PROBLEM TO SOLVE :: Among the entries, find the lines with the string "ReturnOperator" and report them.

#### RECORDS FOR PROCESSING

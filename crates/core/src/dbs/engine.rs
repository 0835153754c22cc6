use crate::cluster::ShardId;
use crate::ctx::{Canceller, Context};
use crate::dbs::operator::{
	AggregateOperator, CalculationOperator, CollectionOperator, DistributeOperator,
	FilterOperator, GatherOperator, IndexOperator, LimitOperator, ListOperator, ModifyOperator,
	ModifyVerb, Operator, OperatorBase, RemoteOperator, ReturnOperator, ScatterOperator,
	SingletonOperator, SortOperator, SubqueryOperator,
};
use crate::dbs::{Block, Statistics, Stats, Warnings};
use crate::err::Error;
use crate::plan::{ModifyOptions, Node, NodeKind};

/// The execution engine of one query on one host: the instantiated
/// operator tree plus the query-wide statistics and warnings.
///
/// The engine walks the plan leaves-first, instantiates the matching
/// operator for every node, and afterwards answers the pull protocol on
/// the root operator. Structural plan violations surface here, before any
/// row moves.
pub struct Engine {
	root: Operator,
	ctx: Context,
	stats: Stats,
	warnings: Warnings,
	/// The statistics snapshot last reported to a coordinator
	reported: Statistics,
	initialized: bool,
	cursor_ready: bool,
	was_shutdown: bool,
}

impl Engine {
	/// Instantiate the operator tree for a compiled plan.
	pub fn new(plan: &Node, ctx: Context) -> Result<Engine, Error> {
		validate(plan)?;
		let stats = Stats::default();
		let warnings = Warnings::default();
		let root = build(plan, &ctx, &stats, &warnings)?;
		trace!(root = plan.id, "Instantiated execution engine");
		Ok(Engine {
			root,
			ctx,
			stats,
			warnings,
			reported: Statistics::default(),
			initialized: false,
			cursor_ready: false,
			was_shutdown: false,
		})
	}

	/// A handle which can kill this query from another thread.
	pub fn canceller(&self) -> Canceller {
		self.ctx.add_cancel()
	}

	pub fn stats(&self) -> &Stats {
		&self.stats
	}

	pub fn warnings(&self) -> &Warnings {
		&self.warnings
	}

	/// The statistics change since the last report, for the delta
	/// accounting of the peer protocol.
	pub fn take_stats_delta(&mut self) -> Statistics {
		let snapshot = self.stats.snapshot();
		let delta = snapshot.delta_since(&self.reported);
		self.reported = snapshot;
		delta
	}

	async fn ensure_ready(&mut self) -> Result<(), Error> {
		if !self.initialized {
			self.root.initialize(&self.ctx).await?;
			self.initialized = true;
		}
		if !self.cursor_ready {
			self.root.initialize_cursor(&self.ctx, None).await?;
			self.cursor_ready = true;
		}
		Ok(())
	}

	/// Reset the operator tree onto a new input binding.
	pub async fn initialize_cursor(
		&mut self,
		input: Option<(Block, usize)>,
	) -> Result<(), Error> {
		if !self.initialized {
			self.root.initialize(&self.ctx).await?;
			self.initialized = true;
		}
		let input = input.as_ref().map(|(block, pos)| (block, *pos));
		self.root.initialize_cursor(&self.ctx, input).await?;
		self.cursor_ready = true;
		Ok(())
	}

	/// Pull the next batch of result rows from the root operator. Cluster
	/// operators tracking per-client state are addressed with the calling
	/// shard.
	pub async fn get_some(
		&mut self,
		at_least: usize,
		at_most: usize,
		shard: Option<&ShardId>,
	) -> Result<Option<Block>, Error> {
		self.ensure_ready().await?;
		match shard {
			None => self.root.get_some(&self.ctx, at_least, at_most).await,
			Some(shard) => {
				self.root.get_some_for_shard(&self.ctx, at_least, at_most, shard).await
			}
		}
	}

	/// Pull and discard the next batch of result rows.
	pub async fn skip_some(
		&mut self,
		at_least: usize,
		at_most: usize,
		shard: Option<&ShardId>,
	) -> Result<usize, Error> {
		self.ensure_ready().await?;
		match shard {
			None => self.root.skip_some(&self.ctx, at_least, at_most).await,
			Some(shard) => {
				self.root.skip_some_for_shard(&self.ctx, at_least, at_most, shard).await
			}
		}
	}

	/// Skip exactly `n` result rows, reporting whether the end of the
	/// stream was reached.
	pub async fn skip(&mut self, n: usize) -> Result<bool, Error> {
		self.ensure_ready().await?;
		self.root.skip(&self.ctx, n).await
	}

	pub async fn has_more(&mut self, shard: Option<&ShardId>) -> Result<bool, Error> {
		self.ensure_ready().await?;
		match shard {
			None => self.root.has_more(&self.ctx).await,
			Some(shard) => self.root.has_more_for_shard(&self.ctx, shard).await,
		}
	}

	pub async fn count(&mut self) -> Result<i64, Error> {
		self.root.count(&self.ctx).await
	}

	pub async fn remaining(&mut self) -> Result<i64, Error> {
		self.root.remaining(&self.ctx).await
	}

	/// Release the query, exactly once; later calls are no-ops.
	pub async fn shutdown(&mut self, code: i64) -> Result<(), Error> {
		if self.was_shutdown {
			return Ok(());
		}
		self.was_shutdown = true;
		self.root.shutdown(&self.ctx, code).await
	}
}

/// Check the structural rules a plan must satisfy before execution: at
/// most one data-modification node, and none inside a subquery.
fn validate(plan: &Node) -> Result<(), Error> {
	let mut modifications = 0;
	count_modifications(plan, false, &mut modifications)?;
	if modifications > 1 {
		return Err(Error::Parse {
			message: String::from("Only one data-modification operation is allowed per query"),
		});
	}
	Ok(())
}

fn count_modifications(node: &Node, in_subquery: bool, count: &mut usize) -> Result<(), Error> {
	if node.kind.is_modification() {
		if in_subquery {
			return Err(Error::ModifyInSubquery);
		}
		*count += 1;
	}
	if let NodeKind::Subquery {
		subquery,
		..
	} = &node.kind
	{
		count_modifications(subquery, true, count)?;
	}
	for dep in &node.dependencies {
		count_modifications(dep, in_subquery, count)?;
	}
	Ok(())
}

/// Whether an inner plan touches no state outside its registers, the
/// requirement for reusing a constant subquery's first result.
fn is_pure(node: &Node) -> bool {
	let pure = match &node.kind {
		NodeKind::EnumerateCollection {
			..
		}
		| NodeKind::IndexRange {
			..
		}
		| NodeKind::Remove {
			..
		}
		| NodeKind::Insert {
			..
		}
		| NodeKind::Update {
			..
		}
		| NodeKind::Replace {
			..
		}
		| NodeKind::Gather {
			..
		}
		| NodeKind::Scatter {
			..
		}
		| NodeKind::Distribute {
			..
		}
		| NodeKind::Remote {
			..
		} => false,
		NodeKind::Subquery {
			subquery,
			..
		} => is_pure(subquery),
		_ => true,
	};
	pure && node.dependencies.iter().all(is_pure)
}

/// Instantiate the operator for one plan node, leaves-first.
fn build(node: &Node, ctx: &Context, stats: &Stats, warnings: &Warnings) -> Result<Operator, Error> {
	let mut deps = Vec::with_capacity(node.dependencies.len());
	for dep in &node.dependencies {
		deps.push(build(dep, ctx, stats, warnings)?);
	}
	let base = OperatorBase::new(node.width(), node.regs_to_clear.clone(), deps, stats.clone());
	let operator = match &node.kind {
		NodeKind::Singleton => Operator::Singleton(SingletonOperator::new(base)),
		NodeKind::EnumerateCollection {
			collection,
			out_reg,
			random,
		} => {
			let collection = ctx.store().collection(collection)?;
			Operator::Collection(CollectionOperator::new(base, collection, *out_reg, *random))
		}
		NodeKind::EnumerateList {
			in_reg,
			out_reg,
		} => Operator::List(ListOperator::new(base, *in_reg, *out_reg)),
		NodeKind::IndexRange {
			collection,
			index,
			ranges,
			out_reg,
			reverse,
		} => {
			let collection = ctx.store().collection(collection)?;
			Operator::Index(IndexOperator::new(
				base,
				collection,
				index.clone(),
				ranges.clone(),
				*out_reg,
				*reverse,
			))
		}
		NodeKind::Calculation {
			expression,
			out_reg,
			condition_reg,
		} => Operator::Calculation(CalculationOperator::new(
			base,
			expression.clone(),
			*out_reg,
			*condition_reg,
		)),
		NodeKind::Filter {
			in_reg,
		} => Operator::Filter(FilterOperator::new(base, *in_reg)),
		NodeKind::Subquery {
			subquery,
			out_reg,
			constant,
		} => {
			// Result reuse is only sound when re-running the inner plan
			// cannot observe different state
			let constant = *constant && is_pure(subquery);
			let inner = build(subquery, ctx, stats, warnings)?;
			let mut base = base;
			base.deps.push(inner);
			Operator::Subquery(SubqueryOperator::new(base, *out_reg, constant))
		}
		NodeKind::Aggregate {
			groups,
			out_reg,
			mode,
		} => Operator::Aggregate(AggregateOperator::new(
			base,
			groups.clone(),
			*out_reg,
			mode.clone(),
		)),
		NodeKind::Sort {
			keys,
			stable,
		} => Operator::Sort(SortOperator::new(base, keys.clone(), *stable)),
		NodeKind::Limit {
			offset,
			limit,
			full_count,
		} => Operator::Limit(LimitOperator::new(base, *offset, *limit, *full_count)),
		NodeKind::Return {
			in_reg,
		} => Operator::Return(ReturnOperator::new(base, *in_reg)),
		NodeKind::Remove {
			collection,
			in_reg,
			options,
			out_reg,
		} => {
			let collection = ctx.store().collection(collection)?;
			let options = ModifyOptions::compile(options)?;
			Operator::Modify(ModifyOperator::new(
				base,
				ModifyVerb::Remove,
				collection,
				*in_reg,
				None,
				options,
				*out_reg,
			))
		}
		NodeKind::Insert {
			collection,
			in_reg,
			options,
			out_reg,
		} => {
			let collection = ctx.store().collection(collection)?;
			let options = ModifyOptions::compile(options)?;
			Operator::Modify(ModifyOperator::new(
				base,
				ModifyVerb::Insert,
				collection,
				*in_reg,
				None,
				options,
				*out_reg,
			))
		}
		NodeKind::Update {
			collection,
			in_reg,
			key_reg,
			options,
			out_reg,
		} => {
			let collection = ctx.store().collection(collection)?;
			let options = ModifyOptions::compile(options)?;
			Operator::Modify(ModifyOperator::new(
				base,
				ModifyVerb::Update,
				collection,
				*in_reg,
				*key_reg,
				options,
				*out_reg,
			))
		}
		NodeKind::Replace {
			collection,
			in_reg,
			key_reg,
			options,
			out_reg,
		} => {
			let collection = ctx.store().collection(collection)?;
			let options = ModifyOptions::compile(options)?;
			Operator::Modify(ModifyOperator::new(
				base,
				ModifyVerb::Replace,
				collection,
				*in_reg,
				*key_reg,
				options,
				*out_reg,
			))
		}
		NodeKind::Gather {
			sort_keys,
		} => Operator::Gather(GatherOperator::new(base, sort_keys.clone())),
		NodeKind::Scatter {
			clients,
		} => Operator::Scatter(ScatterOperator::new(base, clients.clone())),
		NodeKind::Distribute {
			collection,
			clients,
			in_reg,
			create_keys,
		} => {
			let collection = ctx.store().collection(collection)?;
			Operator::Distribute(DistributeOperator::new(
				base,
				clients.clone(),
				collection,
				*in_reg,
				*create_keys,
			))
		}
		NodeKind::Remote {
			server,
			own_name,
			query_id,
		} => Operator::Remote(RemoteOperator::new(
			base,
			server.clone(),
			own_name.clone(),
			query_id.clone(),
			warnings.clone(),
		)),
	};
	Ok(operator)
}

########

EXERCISE RESPONSE ::
	ModifyVerb, Operator, OperatorBase, RemoteOperator, ReturnOperator, ScatterOperator,
		} => Operator::Return(ReturnOperator::new(base, *in_reg)),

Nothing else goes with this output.